Alongside the investigation, the Star Tribune published a lengthy editor’s note by investigations editor Tom Scheck that carefully walked readers through how the story was reported and why it mattered. The note explained why the texts were judged newsworthy despite the plan not being carried out and described how the team verified both the authenticity of the messages and the credibility of the source who captured them. Scheck detailed decisions to omit certain specifics, such as the exact time and place the texts were sent, to keep the source safe from retaliation. The note effectively pulled back the curtain on the ethical guardrails and verification steps that underpinned the scoop, offering a level of transparency that remains rare even as news organizations debate whether this kind of openness can rebuild public trust.

How Reporters Verified The Source And Texts

Behind the scenes, the investigative team spent weeks confirming that the source was genuine and that the texts reflected real conversations among senior officials. Mannix worked from visual clues and the content of the messages to identify the official as Anthony Salisbury, a deputy to influential Trump advisor Stephen Miller, while another reporter used facial recognition to back up that identification. At the same time, Scheck assigned a colleague to quietly research the source’s background and then arranged a video call to confirm the person’s identity matched what the team had found. The White House later acknowledged Salisbury’s presence in Minnesota for a relative’s funeral but objected to the publication of private conversations, while the Pentagon declined to engage with the substance of the texts and criticized the paper for not turning over the images.

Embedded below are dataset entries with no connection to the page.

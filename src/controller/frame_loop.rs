use rand::Rng;

use crate::config::PlaygroundConfig;
use crate::controller::camera_controller::FirstPersonController;
use crate::controller::input::{InputProcessor, InputState, Trigger};
use crate::controller::physics::{PhysicsWorld, Shot};
use crate::model::Scene;
use crate::ui::FpsCounter;

/// Everything the frame loop advances: scene, physics world, controller.
/// Platform-independent; the web and native hosts feed it input and render its scene.
pub struct Playground {
    pub config: PlaygroundConfig,
    pub scene: Scene,
    pub world: PhysicsWorld,
    pub controller: FirstPersonController,
    pub input_processor: InputProcessor,
    pub fps: FpsCounter,
    pub last_shot: Option<Shot>,
}

impl Playground {
    pub fn new<R: Rng + ?Sized>(config: PlaygroundConfig, width: u32, height: u32, rng: &mut R) -> Self {
        let mut scene = Scene::new(&config.scene, width, height);
        let mut world = PhysicsWorld::new(&config);
        world.spawn_boxes(&mut scene, config.physics.box_count, rng);

        let controller = FirstPersonController::new(config.controls.clone());
        controller.sync_camera(&world, &mut scene.camera);
        let input_processor = InputProcessor::new(config.controls.bindings.clone());

        Self {
            config,
            scene,
            world,
            controller,
            input_processor,
            fps: FpsCounter::default(),
            last_shot: None,
        }
    }

    /// One frame: lock state and shoot triggers, physics step, then controller update.
    /// Rendering and the FPS tick are the host's, in that order, after this returns.
    pub fn advance(&mut self, input: &mut InputState, dt_ms: f32) {
        if input.pointer_locked != self.controller.is_enabled() {
            self.controller.set_pointer_locked(input.pointer_locked);
        }

        for trigger in input.drain_triggers() {
            match trigger {
                Trigger::Press => {
                    self.world.begin_charge(&self.controller);
                }
                Trigger::Release => {
                    if let Some(shot) = self.world.fire(&mut self.scene, &self.controller) {
                        self.last_shot = Some(shot);
                    }
                }
            }
        }

        self.world.step(&mut self.scene, &mut self.controller);
        self.controller
            .update(dt_ms, input, &self.input_processor, &mut self.world, &mut self.scene.camera);
    }

    pub fn resize(&mut self, width: u32, height: u32) {
        self.scene.resize(width, height);
    }
}

#[cfg(target_arch = "wasm32")]
pub use web::FrameLoopContext;

#[cfg(target_arch = "wasm32")]
mod web {
    use std::cell::RefCell;
    use std::rc::Rc;

    use web_sys::{HtmlCanvasElement, Window};

    use super::Playground;
    use crate::controller::InputState;
    use crate::ui;
    use crate::view::{GpuContext, RenderState};

    /// Browser frame loop state, driven from requestAnimationFrame
    pub struct FrameLoopContext {
        pub playground: Playground,
        pub input: Rc<RefCell<InputState>>,
        pub gpu: GpuContext,
        pub render_state: RenderState,
        pub egui_ctx: egui::Context,
        pub window: Window,
        pub canvas: HtmlCanvasElement,
        pub last_time: Option<f64>,
    }

    impl FrameLoopContext {
        pub fn frame(&mut self) {
            let now = self.window.performance().map(|p| p.now()).unwrap_or(0.0);
            let dt_ms = self.last_time.map(|last| (now - last).clamp(0.0, 100.0)).unwrap_or(0.0) as f32;
            self.last_time = Some(now);

            self.handle_resize();

            let playground = &mut self.playground;
            playground.advance(&mut self.input.borrow_mut(), dt_ms);

            let dpr = self.window.device_pixel_ratio() as f32;
            self.egui_ctx.set_pixels_per_point(dpr);
            let raw_input = ui::raw_input(
                self.render_state.width,
                self.render_state.height,
                dpr,
                now / 1000.0,
                Vec::new(),
            );
            let output = ui::build_ui(&self.egui_ctx, raw_input, &playground);
            let (ui_frame, _) = ui::into_frame(&self.egui_ctx, output);

            let gpu = &self.gpu;
            self.render_state.prepare(&gpu.device, &gpu.queue, &playground.scene);
            self.render_state
                .draw_frame(&gpu.device, &gpu.queue, &gpu.surface, playground.scene.clear_color, ui_frame);

            playground.fps.tick(dt_ms);
        }

        /// Match the canvas backing store to the window, in physical pixels
        fn handle_resize(&mut self) {
            let (Ok(w), Ok(h)) = (self.window.inner_width(), self.window.inner_height()) else {
                return;
            };
            let dpr = self.window.device_pixel_ratio();
            let width = (w.as_f64().unwrap_or(800.0) * dpr) as u32;
            let height = (h.as_f64().unwrap_or(600.0) * dpr) as u32;

            if self.render_state.resize(&self.gpu.device, &self.gpu.surface, width, height) {
                self.canvas.set_width(width);
                self.canvas.set_height(height);
                self.playground.resize(width, height);
            }
        }
    }
}

#[cfg(test)]
mod tests {
    use super::*;
    use crate::controller::input::{InputEvent, MouseButton};
    use crate::controller::LockEvent;
    use rand::SeedableRng;
    use rand_chacha::ChaCha8Rng;
    use std::cell::RefCell;
    use std::rc::Rc;

    fn playground() -> Playground {
        let mut rng = ChaCha8Rng::seed_from_u64(42);
        Playground::new(PlaygroundConfig::default(), 1280, 720, &mut rng)
    }

    fn primary(input: &mut InputState, is_down: bool) {
        input.process_event(&InputEvent::MouseButton { button: MouseButton::Primary, is_down });
    }

    #[test]
    fn test_charge_and_shoot_end_to_end() {
        let mut playground = playground();
        assert_eq!(playground.world.box_count(), 3);
        for pair in playground.world.boxes() {
            let p = playground.world.body_position(pair.body).unwrap();
            assert!((0.5..=1.5).contains(&p.y));
            assert!((-10.0..=10.0).contains(&p.x) && (-10.0..=10.0).contains(&p.z));
        }

        let mut input = InputState::new();
        input.process_event(&InputEvent::PointerLockChanged { locked: true });
        primary(&mut input, true);
        for _ in 0..14 {
            playground.advance(&mut input, 16.0);
        }
        assert_eq!(playground.world.energy(), 15);

        primary(&mut input, false);
        playground.advance(&mut input, 16.0);

        let shot = playground.last_shot.expect("fired");
        assert_eq!(shot.energy, 15);
        assert_eq!(shot.launch_speed, 15.0);
        assert_eq!(playground.world.ball_count(), 1);
        assert_eq!(playground.world.energy(), 0);
        assert!(!playground.world.recoil().is_idle());
    }

    #[test]
    fn test_clicks_before_lock_do_nothing() {
        let mut playground = playground();
        let mut input = InputState::new();

        // the click that requests the lock arrives before the lock itself
        primary(&mut input, true);
        input.process_event(&InputEvent::PointerLockChanged { locked: true });
        primary(&mut input, false);
        playground.advance(&mut input, 16.0);

        assert!(playground.controller.is_enabled());
        assert_eq!(playground.world.energy(), 0);
        assert!(playground.last_shot.is_none());
    }

    #[test]
    fn test_lock_changes_reach_subscribers() {
        let mut playground = playground();
        let seen = Rc::new(RefCell::new(Vec::new()));
        let sink = seen.clone();
        playground.controller.subscribe(move |event| sink.borrow_mut().push(event));

        let mut input = InputState::new();
        playground.advance(&mut input, 16.0);
        input.process_event(&InputEvent::PointerLockChanged { locked: true });
        playground.advance(&mut input, 16.0);
        playground.advance(&mut input, 16.0);
        input.process_event(&InputEvent::PointerLockChanged { locked: false });
        playground.advance(&mut input, 16.0);

        assert_eq!(*seen.borrow(), vec![LockEvent::Acquired, LockEvent::Released]);
    }

    #[test]
    fn test_world_frozen_while_unlocked() {
        let mut playground = playground();
        let mut input = InputState::new();
        let start = playground.world.player_position();
        for _ in 0..5 {
            playground.advance(&mut input, 16.0);
        }
        assert_eq!(playground.world.player_position(), start);
        assert_eq!(playground.scene.camera.eye, start);
    }
}
#[cfg(test)]
mod tests {
    use super::*;
    use crate::config::ControlConfig;
    use rand::SeedableRng;
    use rand_chacha::ChaCha8Rng;

    fn setup() -> (PhysicsWorld, Scene, FirstPersonController) {
        let config = PlaygroundConfig::default();
        let world = PhysicsWorld::new(&config);
        let mut scene = Scene::new(&config.scene, 800, 600);
        scene.camera.eye = world.player_position();
        let mut controller = FirstPersonController::new(ControlConfig::default());
        controller.set_pointer_locked(true);
        (world, scene, controller)
    }

    fn charge(world: &mut PhysicsWorld, scene: &mut Scene, controller: &mut FirstPersonController, steps: usize) {
        assert!(world.begin_charge(controller));
        for _ in 0..steps {
            world.step(scene, controller);
        }
    }

    #[test]
    fn test_energy_counts_steps_while_charging() {
        let (mut world, mut scene, mut controller) = setup();
        world.begin_charge(&controller);
        for expected in 2..20 {
            world.begin_charge(&controller);
            world.step(&mut scene, &mut controller);
            assert_eq!(world.energy(), expected);
        }
    }

    #[test]
    fn test_charge_and_fire_need_engaged_controller() {
        let (mut world, mut scene, mut controller) = setup();
        controller.set_pointer_locked(false);
        assert!(!world.begin_charge(&controller));
        assert_eq!(world.energy(), 0);

        controller.set_pointer_locked(true);
        charge(&mut world, &mut scene, &mut controller, 3);
        controller.set_pointer_locked(false);
        assert!(world.fire(&mut scene, &controller).is_none());
        assert_eq!(world.energy(), 4);
        assert_eq!(world.ball_count(), 0);
    }

    #[test]
    fn test_fire_without_energy_is_noop() {
        let (mut world, mut scene, controller) = setup();
        let meshes = scene.mesh_count();
        assert!(world.fire(&mut scene, &controller).is_none());
        assert_eq!(world.ball_count(), 0);
        assert_eq!(scene.mesh_count(), meshes);
        assert!(world.recoil().is_idle());
    }

    #[test]
    fn test_fire_launches_ball_at_charge_speed() {
        let (mut world, mut scene, mut controller) = setup();
        charge(&mut world, &mut scene, &mut controller, 14);
        assert_eq!(world.energy(), 15);
        assert_ne!(scene.aim_color(), PlaygroundConfig::default().scene.aim_color);

        let player_velocity = world.player_velocity();
        let player_position = world.player_position();
        let shot = world.fire(&mut scene, &controller).expect("shot");

        assert_eq!(world.energy(), 0);
        assert_eq!(world.ball_count(), 1);
        assert_eq!(shot.energy, 15);
        assert_eq!(shot.launch_speed, 15.0);
        assert_eq!(scene.aim_color(), PlaygroundConfig::default().scene.aim_color);
        assert_eq!(world.recoil(), Recoil::Recoiling { remaining: 15, shot: 15 });

        let velocity = world.body_velocity(shot.pair.body).unwrap();
        let along = (velocity - player_velocity).dot(shot.direction);
        assert!((along - 15.0).abs() < 1e-3, "launch speed {along}");

        let position = world.body_position(shot.pair.body).unwrap();
        let expected = 1.3 * 1.02 + 0.2;
        assert!(((position - player_position).length() - expected).abs() < 1e-4);
        assert!(scene.mesh(shot.pair.mesh).is_some());
    }

    #[test]
    fn test_launch_speed_is_capped() {
        let (mut world, mut scene, mut controller) = setup();
        charge(&mut world, &mut scene, &mut controller, 60);
        let shot = world.fire(&mut scene, &controller).unwrap();
        assert_eq!(shot.energy, 61);
        assert_eq!(shot.launch_speed, 30.0);
        // the ball takes the fully charged color
        let ball = scene.mesh(shot.pair.mesh).unwrap();
        assert_eq!(ball.color, PlaygroundConfig::default().shoot.charged_color);
    }

    #[test]
    fn test_ball_cap_evicts_oldest_first() {
        let (mut world, mut scene, mut controller) = setup();
        let mut shots = Vec::new();
        for _ in 0..105 {
            charge(&mut world, &mut scene, &mut controller, 0);
            shots.push(world.fire(&mut scene, &controller).unwrap().pair);
        }
        assert_eq!(world.ball_count(), 100);
        for evicted in &shots[..5] {
            assert!(world.body_position(evicted.body).is_none());
            assert!(scene.mesh(evicted.mesh).is_none());
        }
        for kept in &shots[5..] {
            assert!(world.body_position(kept.body).is_some());
            assert!(scene.mesh(kept.mesh).is_some());
        }
        let remaining: Vec<BodyPair> = world.balls().copied().collect();
        assert_eq!(remaining, shots[5..].to_vec());
        // ground + 100 balls
        assert_eq!(scene.mesh_count(), 101);
    }

    #[test]
    fn test_spawned_boxes_land_in_bounds() {
        let (mut world, mut scene, _) = setup();
        let mut rng = ChaCha8Rng::seed_from_u64(7);
        world.spawn_boxes(&mut scene, 3, &mut rng);
        assert_eq!(world.box_count(), 3);
        for pair in world.boxes() {
            let p = world.body_position(pair.body).unwrap();
            assert!((0.5..=1.5).contains(&p.y), "y = {}", p.y);
            assert!((-10.0..=10.0).contains(&p.x), "x = {}", p.x);
            assert!((-10.0..=10.0).contains(&p.z), "z = {}", p.z);
            assert_eq!(scene.mesh(pair.mesh).unwrap().position, p);
        }
    }

    #[test]
    fn test_meshes_follow_bodies() {
        let (mut world, mut scene, mut controller) = setup();
        let mut rng = ChaCha8Rng::seed_from_u64(11);
        world.spawn_boxes(&mut scene, 4, &mut rng);
        charge(&mut world, &mut scene, &mut controller, 10);
        let shot = world.fire(&mut scene, &controller).unwrap();
        for _ in 0..30 {
            world.step(&mut scene, &mut controller);
        }
        for pair in world.boxes().chain(world.balls()) {
            let body = world.body_position(pair.body).unwrap();
            let mesh = scene.mesh(pair.mesh).unwrap();
            assert!(mesh.position.abs_diff_eq(body, 1e-6));
        }
        assert!(world.body_position(shot.pair.body).is_some());
    }

    #[test]
    fn test_step_is_frozen_while_unlocked() {
        let (mut world, mut scene, mut controller) = setup();
        controller.set_pointer_locked(false);
        let start = world.player_position();
        for _ in 0..10 {
            world.step(&mut scene, &mut controller);
        }
        assert_eq!(world.player_position(), start);
    }

    #[test]
    fn test_player_falls_and_rests_on_ground() {
        let (mut world, mut scene, mut controller) = setup();
        assert!(!world.player_grounded());
        for _ in 0..180 {
            world.step(&mut scene, &mut controller);
        }
        let y = world.player_position().y;
        assert!((y - world.player_radius()).abs() < 0.1, "resting at {y}");
        assert!(world.player_grounded());
    }

    #[test]
    fn test_player_keeps_a_tenth_of_its_velocity_after_a_second() {
        let (mut world, mut scene, mut controller) = setup();
        world.push_player(Vec3::new(10.0, 0.0, 0.0));
        for _ in 0..60 {
            world.step(&mut scene, &mut controller);
        }
        // damping alone: the ground under the player is frictionless
        let vx = world.player_velocity().x;
        assert!((vx - 1.0).abs() < 0.05, "vx after 1s = {vx}");
    }

    #[test]
    fn test_boxes_grip_the_ground() {
        let (mut world, mut scene, mut controller) = setup();
        let mut rng = ChaCha8Rng::seed_from_u64(3);
        world.spawn_boxes(&mut scene, 1, &mut rng);
        let pair = world.boxes().next().copied().unwrap();
        // clear of the player, sliding away from it
        world.bodies.get_mut(pair.body).unwrap().set_translation(vector![5.0, 1.0, 5.0], true);
        for _ in 0..60 {
            world.step(&mut scene, &mut controller);
        }

        world.bodies.get_mut(pair.body).unwrap().set_linvel(vector![5.0, 0.0, 0.0], true);
        for _ in 0..60 {
            world.step(&mut scene, &mut controller);
        }
        // 0.3 friction under 20 m/s^2 stops 5 m/s in well under a second
        let speed = world.body_velocity(pair.body).unwrap().x.abs();
        assert!(speed < 0.5, "box still sliding at {speed}");
    }

    #[test]
    fn test_recoil_kicks_pitch_then_settles() {
        let (mut world, mut scene, mut controller) = setup();
        charge(&mut world, &mut scene, &mut controller, 9);
        world.fire(&mut scene, &controller).unwrap();
        let before = controller.pitch();

        world.step(&mut scene, &mut controller);
        assert!(controller.pitch() > before);

        for _ in 0..50 {
            world.step(&mut scene, &mut controller);
        }
        assert!(world.recoil().is_idle());
        // +10 up, -9 back down
        assert!((controller.pitch() - before - 0.001).abs() < 1e-5);
    }

    #[test]
    fn test_aim_color_tracks_energy() {
        let (mut world, mut scene, mut controller) = setup();
        let shoot = ShootConfig::default();
        assert_eq!(world.aim_color(), shoot.base_color);

        world.begin_charge(&controller);
        let mut last = world.aim_color();
        for _ in 0..40 {
            world.step(&mut scene, &mut controller);
            let color = world.aim_color();
            assert!(color.r >= last.r && color.g >= last.g && color.b >= last.b);
            assert_eq!(scene.aim_color(), color);
            last = color;
        }
        assert_eq!(last, shoot.charged_color);
    }
}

Reader Reaction Points To Trust Dividend

If the editor’s note was a gamble, early reader reaction suggests it paid off. Dozens of commenters praised the decision to explain methods and safeguards in such granular detail, thanking the Star Tribune for both its verification work and efforts to protect the whistleblower’s anonymity. Some readers highlighted the note as an example of journalism done right, even if they knew others might disagree with the story’s political implications. Although the paper drew predictable criticism from Trump supporters on social media who dismissed it as partisan or propagandistic, there was virtually no pushback in the comments on the transparency itself. For Scheck, that response reinforced his belief that occasionally walking audiences through the reporting process can deepen understanding of how serious newsrooms separate rumor from fact.

A Case Study In Rebuilding Media Trust

Scheck has said that not every investigation calls for such an expansive editor’s note, but he views the Portland planning scoop as a case where the stakes justified that extra layer of disclosure. By documenting how the team corroborated each element, interrogated its own assumptions, and navigated the tension between public interest and source safety, the Star Tribune invited readers to judge the work on more than just political alignment. In an era of intense suspicion toward the press, especially on polarizing issues involving Donald Trump and national security, the note served as a reminder that rigorous verification still underpins serious investigative reporting. Even for those who support the former president or his policies, the paper argued, understanding that every fact was painstakingly checked is essential to evaluating the story on its merits rather than writing it off as instant spin.